The guidelines explicitly call upon the Member States to make full use of existing screening mechanisms or to set-up such screening mechanisms, if and to the extent such do not yet exist.
Basically, the guidelines provide a compact outline of the spectrum of potential measures (from prohibition to imposing conditions to the possibility of so-called “golden shares”) as well as of the legal framework provided by articles 63 ff. TFEU and the jurisprudence of the CJEU.
Inter alia, the guidelines emphasize in particular that even investments into small start-ups may be of strategic importance, and that pursuant to the jurisprudence of the CJEU, restrictions for third country investors may be justified which would not be justifiable for EU-investors (cf. CJEU, Test Claimants in the FII Group Litigation, C-446/04, ECLI:EU:C:2006:774, para. 171).
Assessment
The risk that, in the current COVID-19-crisis, strategically and economically important EU companies could be acquired by investors from third countries cannot be denied (just recall the sensational rumours about an alleged takeover offer for the biotech company Curavec by Donald Trump or the discussions about potential takeovers of European undertakings by Chinese investors).
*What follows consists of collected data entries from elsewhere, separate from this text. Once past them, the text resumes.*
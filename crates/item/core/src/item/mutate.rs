//! Record mutations.
//!
//! Edits that keep a field's width are written in place. Edits that add,
//! remove or resize a section go through [`Item::splice`], which shifts the
//! tail of the record and patches every later marker in the field table.
use super::error::ItemError;
use super::{Item, MagicalAttribute, stat, to_raw_list};
use crate::bits::BitBuffer;
use crate::codec::encode::validate_text;
use crate::codec::layout::{
    LEGACY_DURABILITY_BITS, MAX_DURABILITY_BITS, QUANTITY_BITS, SOCKETS_BITS,
};
use crate::codec::{DurabilityRecord, FieldId, ItemFlags, encode_list};
use crate::container::Location;
use crate::env::{AffixOracle, ItemEnv, ItemTypeFlags, ModRange};
use crate::error::Mutation;

/// Largest value the 9-bit quantity field holds.
const MAX_QUANTITY: u16 = (1 << QUANTITY_BITS) - 1;

impl Item {
    /// Replaces the section of `field` with the first `width` bits of
    /// `section`. A zero width removes the section. Returns the signed change
    /// in record length.
    pub(crate) fn splice(&mut self, field: FieldId, section: &BitBuffer, width: usize) -> isize {
        let snapshot = self.data.clone();
        let slot = self.fields.get(field);
        let old_width = if slot.present { slot.width } else { 0 };
        let old_end = self.fields.end_bits();
        let tail_start = slot.marker + old_width;
        let tail = old_end.saturating_sub(tail_start);
        let delta = width as isize - old_width as isize;
        let new_end = old_end.saturating_add_signed(delta);

        self.data.resize_bits(new_end);
        if width > 0 {
            self.data.copy_bits_from(section, 0, slot.marker, width);
        }
        self.data.copy_bits_from(&snapshot, tail_start, slot.marker + width, tail);
        self.data.clear_bits_from(new_end);
        self.fields.resize(field, width);
        self.invalidate();

        tracing::trace!(%field, marker = slot.marker, delta, bits = new_end, "spliced record section");
        delta
    }

    /// Runs `edit` and restores the record when it fails.
    pub(crate) fn transaction<T>(
        &mut self,
        edit: impl FnOnce(&mut Self) -> Result<T, ItemError>,
    ) -> Result<T, ItemError> {
        let data = self.data.clone();
        let fields = self.fields.clone();
        let properties = self.properties.clone();
        let result = edit(self);
        if result.is_err() {
            self.data = data;
            self.fields = fields;
            self.properties = properties;
            self.invalidate();
        }
        result
    }

    pub(crate) fn set_flag(&mut self, flag: ItemFlags, on: bool) -> Result<(), ItemError> {
        let slot = self.fields.present(FieldId::Flags).ok_or(ItemError::InvalidItem)?;
        let mut flags = self.flags();
        flags.set(flag, on);
        self.data.update_bits(slot.marker, slot.width as u32, flags.bits())?;
        Ok(())
    }

    fn write_field(&mut self, id: FieldId, value: u32) -> Result<(), ItemError> {
        let slot = self.fields.present(id).ok_or(ItemError::SimpleRecord)?;
        self.data.update_bits(slot.marker, slot.width as u32, value)?;
        Ok(())
    }

    fn require_full(&self) -> Result<(), ItemError> {
        if !self.is_valid() {
            return Err(ItemError::InvalidItem);
        }
        if self.is_simple() {
            return Err(ItemError::SimpleRecord);
        }
        Ok(())
    }

    fn require_extended(&self, section: &'static str) -> Result<(), ItemError> {
        if !self.version.supports_extended_sections() {
            return Err(ItemError::Unsupported {
                section,
                version: self.version,
            });
        }
        Ok(())
    }

    // ===== personalization =====

    /// Stores an owner name on the item.
    pub fn personalize(&mut self, name: &str) -> Result<Mutation, ItemError> {
        self.require_full()?;
        self.require_extended("personalization")?;
        if !self.can_personalize() {
            return Err(ItemError::CannotPersonalize(self.type_code()));
        }
        let char_width = self.version.text_char_width();
        validate_text(name, char_width).map_err(|_| ItemError::InvalidName)?;
        if self.personalized_name().as_deref() == Some(name) {
            return Ok(Mutation::Unchanged);
        }

        let mut section = BitBuffer::new();
        let mut width = 0;
        section.write_text(&mut width, name, char_width);
        self.transaction(|item| {
            item.splice(FieldId::Personalization, &section, width);
            item.set_flag(ItemFlags::PERSONALIZED, true)
        })?;
        tracing::debug!(code = %self.type_code(), name, "personalized item");
        Ok(Mutation::Changed)
    }

    pub fn remove_personalization(&mut self) -> Result<Mutation, ItemError> {
        if !self.is_personalized() {
            return Ok(Mutation::Unchanged);
        }
        self.transaction(|item| {
            item.splice(FieldId::Personalization, &BitBuffer::new(), 0);
            item.set_flag(ItemFlags::PERSONALIZED, false)
        })?;
        Ok(Mutation::Changed)
    }

    // ===== sockets =====

    /// Sets the declared socket count.
    ///
    /// The count is clamped to the type maximum less any `+sockets` bonus and
    /// may not drop below the occupied sockets. Zero removes the socket
    /// section and strips an attached runeword.
    pub fn set_socket_count(&mut self, count: u8) -> Result<Mutation, ItemError> {
        self.require_full()?;
        if !self.can_have_sockets() {
            return Err(ItemError::SocketsNotAllowed(self.type_code()));
        }
        if !self.version.has_socket_count_field() {
            return Err(ItemError::Unsupported {
                section: "socket count",
                version: self.version,
            });
        }
        let max = self.max_socket_count().saturating_sub(self.bonus_sockets());
        let count = count.min(max);
        if usize::from(count) < self.socketed.len() {
            return Err(ItemError::SocketsOccupied {
                requested: count,
                occupied: self.socketed.len(),
            });
        }
        if count == self.socket_count() && (count > 0) == self.is_socketed() {
            return Ok(Mutation::Unchanged);
        }

        self.transaction(|item| {
            if item.version.is_legacy() {
                item.write_field(FieldId::SocketCount, u32::from(count))?;
            } else if count == 0 {
                item.strip_runeword()?;
                item.splice(FieldId::SocketCount, &BitBuffer::new(), 0);
            } else if item.fields.is_present(FieldId::SocketCount) {
                item.write_field(FieldId::SocketCount, u32::from(count))?;
            } else {
                let mut section = BitBuffer::new();
                let mut width = 0;
                section.set_bits(&mut width, SOCKETS_BITS, u32::from(count));
                item.splice(FieldId::SocketCount, &section, width);
            }
            item.set_flag(ItemFlags::SOCKETED, count > 0)
        })?;
        self.invalidate();
        tracing::debug!(code = %self.type_code(), count, "changed socket count");
        Ok(Mutation::Changed)
    }

    // ===== magic properties =====

    /// Adds the indestructible property to the item's own list.
    pub fn make_indestructible(&mut self, env: &ItemEnv<'_>) -> Result<Mutation, ItemError> {
        self.require_full()?;
        self.require_extended("magic properties")?;
        if !self.kind.has_durability() {
            return Err(ItemError::NoDurability(self.type_code()));
        }
        if self.is_indestructible() {
            return Ok(Mutation::Unchanged);
        }
        let affixes = env.affixes()?;
        self.insert_property(ModRange::fixed(stat::INDESTRUCTIBLE, 1), affixes)?;
        Ok(Mutation::Changed)
    }

    fn insert_property(&mut self, m: ModRange, affixes: &dyn AffixOracle) -> Result<(), ItemError> {
        let def = affixes.require_stat(m.stat)?;
        let mut lines = self.properties.magic.clone();
        lines.push(MagicalAttribute::from_mod(&m, m.max, def, self.version));
        let raw = to_raw_list(&lines);
        let (section, width) = encode_list(FieldId::MagicProperties, &raw, affixes)?;
        self.transaction(|item| {
            item.splice(FieldId::MagicProperties, &section, width);
            item.properties.magic = lines;
            Ok(())
        })
    }

    // ===== in-place edits =====

    pub fn set_quantity(&mut self, quantity: u16) -> Result<Mutation, ItemError> {
        if !self.is_stackable() || !self.fields.is_present(FieldId::Quantity) {
            return Err(ItemError::NotStackable(self.type_code()));
        }
        let max = self.kind.max_stack.min(MAX_QUANTITY);
        if quantity > max {
            return Err(ItemError::QuantityOutOfRange {
                requested: quantity,
                max,
            });
        }
        if quantity == self.quantity() {
            return Ok(Mutation::Unchanged);
        }
        self.write_field(FieldId::Quantity, u32::from(quantity))?;
        Ok(Mutation::Changed)
    }

    /// Sets current and maximum durability. In the variable layouts a zero
    /// maximum drops the current value from the record.
    pub fn set_durability(&mut self, durability: DurabilityRecord) -> Result<Mutation, ItemError> {
        let Some(slot) = self.fields.present(FieldId::Durability) else {
            return Err(ItemError::NoDurability(self.type_code()));
        };
        if durability.current > u16::from(durability.max) {
            return Err(ItemError::DurabilityOutOfRange {
                current: durability.current,
                max: durability.max,
            });
        }
        if durability == self.durability() {
            return Ok(Mutation::Unchanged);
        }

        if self.version.is_legacy() {
            let half = LEGACY_DURABILITY_BITS;
            self.data.update_bits(slot.marker, half, u32::from(durability.current))?;
            self.data
                .update_bits(slot.marker + half as usize, half, u32::from(durability.max))?;
        } else {
            let mut section = BitBuffer::new();
            let mut width = 0;
            section.set_bits(&mut width, MAX_DURABILITY_BITS, u32::from(durability.max));
            if durability.max > 0 {
                let current_width = self.version.current_durability_width();
                section.set_bits(&mut width, current_width, u32::from(durability.current));
            }
            if width == slot.width {
                self.data.copy_bits_from(&section, 0, slot.marker, width);
            } else {
                self.splice(FieldId::Durability, &section, width);
            }
        }
        self.invalidate();
        Ok(Mutation::Changed)
    }

    /// Restores current durability to the maximum.
    pub fn repair(&mut self) -> Result<Mutation, ItemError> {
        let DurabilityRecord { max, .. } = self.durability();
        self.set_durability(DurabilityRecord {
            max,
            current: u16::from(max),
        })
    }

    /// Raises maximum and current durability to the largest storable value.
    pub fn maximize_durability(&mut self) -> Result<Mutation, ItemError> {
        self.set_durability(DurabilityRecord {
            max: u8::MAX,
            current: u16::from(u8::MAX),
        })
    }

    /// Replaces a gem with the next grade.
    pub fn upgrade_gem(&mut self, env: &ItemEnv<'_>) -> Result<Mutation, ItemError> {
        self.upgrade(ItemTypeFlags::GEM, env)
    }

    /// Replaces a potion with the next strength.
    pub fn upgrade_potion(&mut self, env: &ItemEnv<'_>) -> Result<Mutation, ItemError> {
        self.upgrade(ItemTypeFlags::POTION, env)
    }

    fn upgrade(&mut self, category: ItemTypeFlags, env: &ItemEnv<'_>) -> Result<Mutation, ItemError> {
        if !self.kind.is(category) {
            return Err(ItemError::NoUpgrade(self.type_code()));
        }
        let next = self
            .kind
            .upgrade_to
            .ok_or(ItemError::NoUpgrade(self.type_code()))?;
        let kind = env.types()?.require_type(next)?.clone();
        if kind.is(ItemTypeFlags::EXPANSION) && !self.version.supports_expansion() {
            return Err(ItemError::NoUpgrade(self.type_code()));
        }
        self.write_field(FieldId::TypeCode, next.to_bits())?;
        tracing::debug!(from = %self.kind.code, to = %next, "upgraded item");
        self.kind = kind;
        self.invalidate();
        Ok(Mutation::Changed)
    }

    pub(crate) fn set_location(&mut self, location: Location) -> Result<(), ItemError> {
        if self.location() != location {
            self.write_field(FieldId::Location, location.to_raw().to_bits())?;
        }
        Ok(())
    }
}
However, national screening mechanisms are currently only in place in 14 Member States (including Germany [AWG, AWV]) ((https://trade.ec.europa.eu/doclib/docs/2019/june/tradoc_157946.pdf) and they are designed rather differently.
An EU-wide, uniform and consistent approach to foreign direct investment, which on the one hand prevents a “sell-off” of strategically and economically important EU companies, and, on the other hand, ensures that the EU remains open to foreign investment, thus is of paramount importance.
Hence, the basic approach of the Commission’s guidelines in anticipation of the FDI Screening Regulation is to be warmly welcomed.
However, as the guidelines are not binding, it will ultimately depend on whether and how the individual Member States will implement them and how effectively the Member States will work together. Finding the right balance between effective control and economically counterproductive isolation will not be easy. Moreover, there is the danger that third country investors will try to exploit “loopholes” in Member States which do not screen as rigorously as others or to play off Member States against each other. Conversely, some Member States might be tempted to disregard potential consequences for the EU internal market as whole and focus exclusively on their own interests.